- What you are asked to do: Print every entry again, precisely as written.

- Supplied records:
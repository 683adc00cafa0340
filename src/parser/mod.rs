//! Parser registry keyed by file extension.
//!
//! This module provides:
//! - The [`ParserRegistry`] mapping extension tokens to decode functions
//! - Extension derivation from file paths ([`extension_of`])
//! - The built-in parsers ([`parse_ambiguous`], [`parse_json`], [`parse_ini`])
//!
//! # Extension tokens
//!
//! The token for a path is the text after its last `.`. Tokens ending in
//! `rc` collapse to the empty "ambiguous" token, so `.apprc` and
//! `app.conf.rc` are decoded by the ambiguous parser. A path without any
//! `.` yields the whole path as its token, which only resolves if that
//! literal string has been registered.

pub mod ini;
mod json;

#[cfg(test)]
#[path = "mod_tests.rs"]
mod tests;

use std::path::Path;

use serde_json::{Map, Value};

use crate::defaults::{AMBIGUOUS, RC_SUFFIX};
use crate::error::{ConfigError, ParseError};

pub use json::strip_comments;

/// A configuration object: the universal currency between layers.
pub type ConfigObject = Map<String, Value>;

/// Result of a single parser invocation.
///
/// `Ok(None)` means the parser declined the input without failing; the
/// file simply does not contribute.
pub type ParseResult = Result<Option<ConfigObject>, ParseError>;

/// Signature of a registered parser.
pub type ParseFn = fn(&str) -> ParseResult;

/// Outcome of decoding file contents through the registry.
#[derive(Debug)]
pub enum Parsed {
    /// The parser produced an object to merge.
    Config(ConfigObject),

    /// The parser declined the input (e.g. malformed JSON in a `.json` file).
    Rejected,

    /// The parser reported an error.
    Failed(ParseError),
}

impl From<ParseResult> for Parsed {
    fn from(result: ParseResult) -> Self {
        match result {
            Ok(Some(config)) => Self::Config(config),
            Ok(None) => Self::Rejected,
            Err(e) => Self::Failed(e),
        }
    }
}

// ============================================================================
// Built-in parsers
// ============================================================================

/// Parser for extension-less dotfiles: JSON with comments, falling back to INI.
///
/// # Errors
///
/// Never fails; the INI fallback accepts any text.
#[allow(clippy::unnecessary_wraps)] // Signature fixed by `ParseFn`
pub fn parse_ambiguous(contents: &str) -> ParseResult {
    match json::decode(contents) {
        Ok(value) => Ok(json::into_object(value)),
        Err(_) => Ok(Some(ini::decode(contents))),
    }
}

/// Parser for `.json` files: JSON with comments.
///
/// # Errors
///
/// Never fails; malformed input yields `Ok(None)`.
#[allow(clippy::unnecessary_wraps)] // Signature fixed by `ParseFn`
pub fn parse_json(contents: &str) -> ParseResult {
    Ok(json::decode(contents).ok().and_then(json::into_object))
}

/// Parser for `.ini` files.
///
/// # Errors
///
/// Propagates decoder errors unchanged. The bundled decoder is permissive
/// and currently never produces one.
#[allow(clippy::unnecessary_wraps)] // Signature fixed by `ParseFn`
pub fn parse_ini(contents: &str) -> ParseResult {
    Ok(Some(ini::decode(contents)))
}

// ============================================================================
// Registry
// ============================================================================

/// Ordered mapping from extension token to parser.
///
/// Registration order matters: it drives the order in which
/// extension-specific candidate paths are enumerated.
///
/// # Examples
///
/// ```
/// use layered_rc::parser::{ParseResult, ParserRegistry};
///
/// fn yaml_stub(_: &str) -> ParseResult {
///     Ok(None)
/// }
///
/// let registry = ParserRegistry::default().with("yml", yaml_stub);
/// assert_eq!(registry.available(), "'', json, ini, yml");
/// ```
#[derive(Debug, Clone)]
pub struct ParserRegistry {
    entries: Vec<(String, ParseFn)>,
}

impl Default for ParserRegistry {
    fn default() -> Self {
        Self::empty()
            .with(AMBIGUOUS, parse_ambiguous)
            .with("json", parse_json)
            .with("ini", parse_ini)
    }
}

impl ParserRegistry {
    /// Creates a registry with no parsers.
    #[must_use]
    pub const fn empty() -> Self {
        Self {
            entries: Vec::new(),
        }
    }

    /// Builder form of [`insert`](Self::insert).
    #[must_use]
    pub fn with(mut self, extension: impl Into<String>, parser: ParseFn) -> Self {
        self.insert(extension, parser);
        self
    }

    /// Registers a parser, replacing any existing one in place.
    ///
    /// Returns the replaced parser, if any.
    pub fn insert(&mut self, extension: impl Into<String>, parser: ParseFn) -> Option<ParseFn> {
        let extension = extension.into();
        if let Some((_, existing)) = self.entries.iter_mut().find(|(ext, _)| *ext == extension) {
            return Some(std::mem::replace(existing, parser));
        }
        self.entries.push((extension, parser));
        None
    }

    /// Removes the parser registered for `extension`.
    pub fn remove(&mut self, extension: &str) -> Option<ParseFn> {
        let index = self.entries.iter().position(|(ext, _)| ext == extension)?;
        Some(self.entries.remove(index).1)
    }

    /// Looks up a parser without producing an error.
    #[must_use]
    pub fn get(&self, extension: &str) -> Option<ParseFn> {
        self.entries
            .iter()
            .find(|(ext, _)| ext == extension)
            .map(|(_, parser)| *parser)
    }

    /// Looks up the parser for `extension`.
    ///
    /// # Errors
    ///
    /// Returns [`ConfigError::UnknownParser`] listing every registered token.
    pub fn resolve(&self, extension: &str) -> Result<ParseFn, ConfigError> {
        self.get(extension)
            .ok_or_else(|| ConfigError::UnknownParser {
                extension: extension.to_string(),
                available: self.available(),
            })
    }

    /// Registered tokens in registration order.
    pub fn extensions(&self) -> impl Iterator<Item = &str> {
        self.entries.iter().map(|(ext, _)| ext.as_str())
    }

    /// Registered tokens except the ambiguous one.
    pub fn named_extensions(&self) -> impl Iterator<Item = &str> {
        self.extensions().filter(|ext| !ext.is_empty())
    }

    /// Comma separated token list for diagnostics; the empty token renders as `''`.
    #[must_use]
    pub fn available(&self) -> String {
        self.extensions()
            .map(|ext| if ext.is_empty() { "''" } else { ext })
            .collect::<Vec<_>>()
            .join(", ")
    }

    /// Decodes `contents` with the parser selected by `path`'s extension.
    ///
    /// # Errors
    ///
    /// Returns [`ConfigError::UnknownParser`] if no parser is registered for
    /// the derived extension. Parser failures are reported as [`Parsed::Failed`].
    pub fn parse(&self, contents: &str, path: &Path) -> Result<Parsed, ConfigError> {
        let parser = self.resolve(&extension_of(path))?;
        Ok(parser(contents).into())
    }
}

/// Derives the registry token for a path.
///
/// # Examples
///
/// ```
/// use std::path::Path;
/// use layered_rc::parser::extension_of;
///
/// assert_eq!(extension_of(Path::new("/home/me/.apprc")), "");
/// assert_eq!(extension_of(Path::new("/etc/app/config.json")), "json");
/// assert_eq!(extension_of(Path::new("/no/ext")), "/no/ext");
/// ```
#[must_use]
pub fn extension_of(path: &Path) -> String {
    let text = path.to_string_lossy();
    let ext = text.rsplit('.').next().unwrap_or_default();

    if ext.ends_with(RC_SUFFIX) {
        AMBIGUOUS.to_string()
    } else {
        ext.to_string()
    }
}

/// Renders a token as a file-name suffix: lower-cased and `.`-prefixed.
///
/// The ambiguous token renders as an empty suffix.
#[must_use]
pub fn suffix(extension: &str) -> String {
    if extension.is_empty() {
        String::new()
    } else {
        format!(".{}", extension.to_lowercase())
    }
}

- Response:
repository 683adc00cafa0340
filename src/parser/mod.rs
//! Parser registry keyed by file extension.
//!
//! This module provides:
//! - The [`ParserRegistry`] mapping extension tokens to decode functions
//! - Extension derivation from file paths ([`extension_of`])
//! - The built-in parsers ([`parse_ambiguous`], [`parse_json`], [`parse_ini`])
//!
//! # Extension tokens
//!
//! The token for a path is the text after its last `.`. Tokens ending in
//! `rc` collapse to the empty "ambiguous" token, so `.apprc` and
//! `app.conf.rc` are decoded by the ambiguous parser. A path without any
//! `.` yields the whole path as its token, which only resolves if that
//! literal string has been registered.

pub mod ini;
mod json;

#[cfg(test)]
#[path = "mod_tests.rs"]
mod tests;

use std::path::Path;

use serde_json::{Map, Value};

use crate::defaults::{AMBIGUOUS, RC_SUFFIX};
use crate::error::{ConfigError, ParseError};

pub use json::strip_comments;

/// A configuration object: the universal currency between layers.
pub type ConfigObject = Map<String, Value>;

/// Result of a single parser invocation.
///
/// `Ok(None)` means the parser declined the input without failing; the
/// file simply does not contribute.
pub type ParseResult = Result<Option<ConfigObject>, ParseError>;

/// Signature of a registered parser.
pub type ParseFn = fn(&str) -> ParseResult;

/// Outcome of decoding file contents through the registry.
#[derive(Debug)]
pub enum Parsed {
    /// The parser produced an object to merge.
    Config(ConfigObject),

    /// The parser declined the input (e.g. malformed JSON in a `.json` file).
    Rejected,

    /// The parser reported an error.
    Failed(ParseError),
}

impl From<ParseResult> for Parsed {
    fn from(result: ParseResult) -> Self {
        match result {
            Ok(Some(config)) => Self::Config(config),
            Ok(None) => Self::Rejected,
            Err(e) => Self::Failed(e),
        }
    }
}

// ============================================================================
// Built-in parsers
// ============================================================================

/// Parser for extension-less dotfiles: JSON with comments, falling back to INI.
///
/// # Errors
///
/// Never fails; the INI fallback accepts any text.
#[allow(clippy::unnecessary_wraps)] // Signature fixed by `ParseFn`
pub fn parse_ambiguous(contents: &str) -> ParseResult {
    match json::decode(contents) {
        Ok(value) => Ok(json::into_object(value)),
        Err(_) => Ok(Some(ini::decode(contents))),
    }
}

/// Parser for `.json` files: JSON with comments.
///
/// # Errors
///
/// Never fails; malformed input yields `Ok(None)`.
#[allow(clippy::unnecessary_wraps)] // Signature fixed by `ParseFn`
pub fn parse_json(contents: &str) -> ParseResult {
    Ok(json::decode(contents).ok().and_then(json::into_object))
}

/// Parser for `.ini` files.
///
/// # Errors
///
/// Propagates decoder errors unchanged. The bundled decoder is permissive
/// and currently never produces one.
#[allow(clippy::unnecessary_wraps)] // Signature fixed by `ParseFn`
pub fn parse_ini(contents: &str) -> ParseResult {
    Ok(Some(ini::decode(contents)))
}

// ============================================================================
// Registry
// ============================================================================

/// Ordered mapping from extension token to parser.
///
/// Registration order matters: it drives the order in which
/// extension-specific candidate paths are enumerated.
///
/// # Examples
///
/// ```
/// use layered_rc::parser::{ParseResult, ParserRegistry};
///
/// fn yaml_stub(_: &str) -> ParseResult {
///     Ok(None)
/// }
///
/// let registry = ParserRegistry::default().with("yml", yaml_stub);
/// assert_eq!(registry.available(), "'', json, ini, yml");
/// ```
#[derive(Debug, Clone)]
pub struct ParserRegistry {
    entries: Vec<(String, ParseFn)>,
}

impl Default for ParserRegistry {
    fn default() -> Self {
        Self::empty()
            .with(AMBIGUOUS, parse_ambiguous)
            .with("json", parse_json)
            .with("ini", parse_ini)
    }
}

impl ParserRegistry {
    /// Creates a registry with no parsers.
    #[must_use]
    pub const fn empty() -> Self {
        Self {
            entries: Vec::new(),
        }
    }

    /// Builder form of [`insert`](Self::insert).
    #[must_use]
    pub fn with(mut self, extension: impl Into<String>, parser: ParseFn) -> Self {
        self.insert(extension, parser);
        self
    }

    /// Registers a parser, replacing any existing one in place.
    ///
    /// Returns the replaced parser, if any.
    pub fn insert(&mut self, extension: impl Into<String>, parser: ParseFn) -> Option<ParseFn> {
        let extension = extension.into();
        if let Some((_, existing)) = self.entries.iter_mut().find(|(ext, _)| *ext == extension) {
            return Some(std::mem::replace(existing, parser));
        }
        self.entries.push((extension, parser));
        None
    }

    /// Removes the parser registered for `extension`.
    pub fn remove(&mut self, extension: &str) -> Option<ParseFn> {
        let index = self.entries.iter().position(|(ext, _)| ext == extension)?;
        Some(self.entries.remove(index).1)
    }

    /// Looks up a parser without producing an error.
    #[must_use]
    pub fn get(&self, extension: &str) -> Option<ParseFn> {
        self.entries
            .iter()
            .find(|(ext, _)| ext == extension)
            .map(|(_, parser)| *parser)
    }

    /// Looks up the parser for `extension`.
    ///
    /// # Errors
    ///
    /// Returns [`ConfigError::UnknownParser`] listing every registered token.
    pub fn resolve(&self, extension: &str) -> Result<ParseFn, ConfigError> {
        self.get(extension)
            .ok_or_else(|| ConfigError::UnknownParser {
                extension: extension.to_string(),
                available: self.available(),
            })
    }

    /// Registered tokens in registration order.
    pub fn extensions(&self) -> impl Iterator<Item = &str> {
        self.entries.iter().map(|(ext, _)| ext.as_str())
    }

    /// Registered tokens except the ambiguous one.
    pub fn named_extensions(&self) -> impl Iterator<Item = &str> {
        self.extensions().filter(|ext| !ext.is_empty())
    }

    /// Comma separated token list for diagnostics; the empty token renders as `''`.
    #[must_use]
    pub fn available(&self) -> String {
        self.extensions()
            .map(|ext| if ext.is_empty() { "''" } else { ext })
            .collect::<Vec<_>>()
            .join(", ")
    }

    /// Decodes `contents` with the parser selected by `path`'s extension.
    ///
    /// # Errors
    ///
    /// Returns [`ConfigError::UnknownParser`] if no parser is registered for
    /// the derived extension. Parser failures are reported as [`Parsed::Failed`].
    pub fn parse(&self, contents: &str, path: &Path) -> Result<Parsed, ConfigError> {
        let parser = self.resolve(&extension_of(path))?;
        Ok(parser(contents).into())
    }
}

/// Derives the registry token for a path.
///
/// # Examples
///
/// ```
/// use std::path::Path;
/// use layered_rc::parser::extension_of;
///
/// assert_eq!(extension_of(Path::new("/home/me/.apprc")), "");
/// assert_eq!(extension_of(Path::new("/etc/app/config.json")), "json");
/// assert_eq!(extension_of(Path::new("/no/ext")), "/no/ext");
/// ```
#[must_use]
pub fn extension_of(path: &Path) -> String {
    let text = path.to_string_lossy();
    let ext = text.rsplit('.').next().unwrap_or_default();

    if ext.ends_with(RC_SUFFIX) {
        AMBIGUOUS.to_string()
    } else {
        ext.to_string()
    }
}

/// Renders a token as a file-name suffix: lower-cased and `.`-prefixed.
///
/// The ambiguous token renders as an empty suffix.
#[must_use]
pub fn suffix(extension: &str) -> String {
    if extension.is_empty() {
        String::new()
    } else {
        format!(".{}", extension.to_lowercase())
    }
}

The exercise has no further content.